WHAT THE TASK REQUIRES:
Set down each entry below exactly as it stands.

SUPPLIED INFORMATION:
Start of Block

use checkout_common::{Secret, DEFAULT_CURRENCY_CODE};
use log::*;

const DEFAULT_CARD_HOLD_API_URL: &str = "https://www.liqpay.ua/api/request";
const DEFAULT_CARD_HOLD_CHECKOUT_URL: &str = "https://www.liqpay.ua/api/3/checkout";
const DEFAULT_PARTS_PAY_API_URL: &str = "https://payparts2.privatbank.ua";

/// Configuration for the card-hold (peer-to-peer) provider.
#[derive(Debug, Clone, Default)]
pub struct CardHoldConfig {
    pub public_key: String,
    pub private_key: Secret<String>,
    /// Server-to-server endpoint for `hold_completion` requests
    pub api_url: String,
    /// Where the customer's browser posts the hold form
    pub checkout_url: String,
    /// Webhook URL the provider calls with status updates
    pub callback_url: String,
    /// Where the customer is sent after finishing on the provider's page
    pub result_url: String,
    pub currency: String,
}

impl CardHoldConfig {
    pub fn new_from_env_or_default() -> Self {
        let public_key = std::env::var("CHECKOUT_CARD_HOLD_PUBLIC_KEY").unwrap_or_else(|_| {
            warn!("🪛️ CHECKOUT_CARD_HOLD_PUBLIC_KEY not set, using (probably useless) default");
            "sandbox_i00000000".to_string()
        });
        let private_key = Secret::new(std::env::var("CHECKOUT_CARD_HOLD_PRIVATE_KEY").unwrap_or_else(|_| {
            warn!("🪛️ CHECKOUT_CARD_HOLD_PRIVATE_KEY not set, using (probably useless) default");
            "sandbox_00000000000000".to_string()
        }));
        let api_url = std::env::var("CHECKOUT_CARD_HOLD_API_URL").unwrap_or_else(|_| DEFAULT_CARD_HOLD_API_URL.into());
        let checkout_url =
            std::env::var("CHECKOUT_CARD_HOLD_CHECKOUT_URL").unwrap_or_else(|_| DEFAULT_CARD_HOLD_CHECKOUT_URL.into());
        let callback_url = std::env::var("CHECKOUT_CARD_HOLD_CALLBACK_URL").unwrap_or_else(|_| {
            warn!("🪛️ CHECKOUT_CARD_HOLD_CALLBACK_URL not set. The provider will not be able to notify us.");
            String::default()
        });
        let result_url = std::env::var("CHECKOUT_CARD_HOLD_RESULT_URL").unwrap_or_default();
        let currency = std::env::var("CHECKOUT_CURRENCY").unwrap_or_else(|_| DEFAULT_CURRENCY_CODE.into());
        Self { public_key, private_key, api_url, checkout_url, callback_url, result_url, currency }
    }
}

/// Configuration for the bank installment ("parts pay") provider.
#[derive(Debug, Clone, Default)]
pub struct PartsPayConfig {
    pub store_id: String,
    pub password: Secret<String>,
    /// Base URL of the provider. Endpoint paths are appended to it.
    pub api_url: String,
    /// Webhook URL the provider calls with payment state changes
    pub response_url: String,
    /// Where the customer is sent after finishing on the provider's page
    pub redirect_url: String,
}

impl PartsPayConfig {
    pub fn new_from_env_or_default() -> Self {
        let store_id = std::env::var("CHECKOUT_PARTS_PAY_STORE_ID").unwrap_or_else(|_| {
            warn!("🪛️ CHECKOUT_PARTS_PAY_STORE_ID not set, using (probably useless) default");
            "00000000000000000000".to_string()
        });
        let password = Secret::new(std::env::var("CHECKOUT_PARTS_PAY_PASSWORD").unwrap_or_else(|_| {
            warn!("🪛️ CHECKOUT_PARTS_PAY_PASSWORD not set, using (probably useless) default");
            "00000000000000".to_string()
        }));
        let api_url = std::env::var("CHECKOUT_PARTS_PAY_API_URL").unwrap_or_else(|_| DEFAULT_PARTS_PAY_API_URL.into());
        let response_url = std::env::var("CHECKOUT_PARTS_PAY_RESPONSE_URL").unwrap_or_else(|_| {
            warn!("🪛️ CHECKOUT_PARTS_PAY_RESPONSE_URL not set. The provider will not be able to notify us.");
            String::default()
        });
        let redirect_url = std::env::var("CHECKOUT_PARTS_PAY_REDIRECT_URL").unwrap_or_default();
        Self { store_id, password, api_url, response_url, redirect_url }
    }
}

End of Block

TASK SOLUTION:
use checkout_common::{Secret, DEFAULT_CURRENCY_CODE};
use log::*;

const DEFAULT_CARD_HOLD_API_URL: &str = "https://www.liqpay.ua/api/request";
const DEFAULT_CARD_HOLD_CHECKOUT_URL: &str = "https://www.liqpay.ua/api/3/checkout";
const DEFAULT_PARTS_PAY_API_URL: &str = "https://payparts2.privatbank.ua";

/// Configuration for the card-hold (peer-to-peer) provider.
#[derive(Debug, Clone, Default)]
pub struct CardHoldConfig {
    pub public_key: String,
    pub private_key: Secret<String>,
    /// Server-to-server endpoint for `hold_completion` requests
    pub api_url: String,
    /// Where the customer's browser posts the hold form
    pub checkout_url: String,
    /// Webhook URL the provider calls with status updates
    pub callback_url: String,
    /// Where the customer is sent after finishing on the provider's page
    pub result_url: String,
    pub currency: String,
}

impl CardHoldConfig {
    pub fn new_from_env_or_default() -> Self {
        let public_key = std::env::var("CHECKOUT_CARD_HOLD_PUBLIC_KEY").unwrap_or_else(|_| {
            warn!("🪛️ CHECKOUT_CARD_HOLD_PUBLIC_KEY not set, using (probably useless) default");
            "sandbox_i00000000".to_string()
        });
        let private_key = Secret::new(std::env::var("CHECKOUT_CARD_HOLD_PRIVATE_KEY").unwrap_or_else(|_| {
            warn!("🪛️ CHECKOUT_CARD_HOLD_PRIVATE_KEY not set, using (probably useless) default");
            "sandbox_00000000000000".to_string()
        }));
        let api_url = std::env::var("CHECKOUT_CARD_HOLD_API_URL").unwrap_or_else(|_| DEFAULT_CARD_HOLD_API_URL.into());
        let checkout_url =
            std::env::var("CHECKOUT_CARD_HOLD_CHECKOUT_URL").unwrap_or_else(|_| DEFAULT_CARD_HOLD_CHECKOUT_URL.into());
        let callback_url = std::env::var("CHECKOUT_CARD_HOLD_CALLBACK_URL").unwrap_or_else(|_| {
            warn!("🪛️ CHECKOUT_CARD_HOLD_CALLBACK_URL not set. The provider will not be able to notify us.");
            String::default()
        });
        let result_url = std::env::var("CHECKOUT_CARD_HOLD_RESULT_URL").unwrap_or_default();
        let currency = std::env::var("CHECKOUT_CURRENCY").unwrap_or_else(|_| DEFAULT_CURRENCY_CODE.into());
        Self { public_key, private_key, api_url, checkout_url, callback_url, result_url, currency }
    }
}

/// Configuration for the bank installment ("parts pay") provider.
#[derive(Debug, Clone, Default)]
pub struct PartsPayConfig {
    pub store_id: String,
    pub password: Secret<String>,
    /// Base URL of the provider. Endpoint paths are appended to it.
    pub api_url: String,
    /// Webhook URL the provider calls with payment state changes
    pub response_url: String,
    /// Where the customer is sent after finishing on the provider's page
    pub redirect_url: String,
}

impl PartsPayConfig {
    pub fn new_from_env_or_default() -> Self {
        let store_id = std::env::var("CHECKOUT_PARTS_PAY_STORE_ID").unwrap_or_else(|_| {
            warn!("🪛️ CHECKOUT_PARTS_PAY_STORE_ID not set, using (probably useless) default");
            "00000000000000000000".to_string()
        });
        let password = Secret::new(std::env::var("CHECKOUT_PARTS_PAY_PASSWORD").unwrap_or_else(|_| {
            warn!("🪛️ CHECKOUT_PARTS_PAY_PASSWORD not set, using (probably useless) default");
            "00000000000000".to_string()
        }));
        let api_url = std::env::var("CHECKOUT_PARTS_PAY_API_URL").unwrap_or_else(|_| DEFAULT_PARTS_PAY_API_URL.into());
        let response_url = std::env::var("CHECKOUT_PARTS_PAY_RESPONSE_URL").unwrap_or_else(|_| {
            warn!("🪛️ CHECKOUT_PARTS_PAY_RESPONSE_URL not set. The provider will not be able to notify us.");
            String::default()
        });
        let redirect_url = std::env::var("CHECKOUT_PARTS_PAY_REDIRECT_URL").unwrap_or_default();
        Self { store_id, password, api_url, response_url, redirect_url }
    }
}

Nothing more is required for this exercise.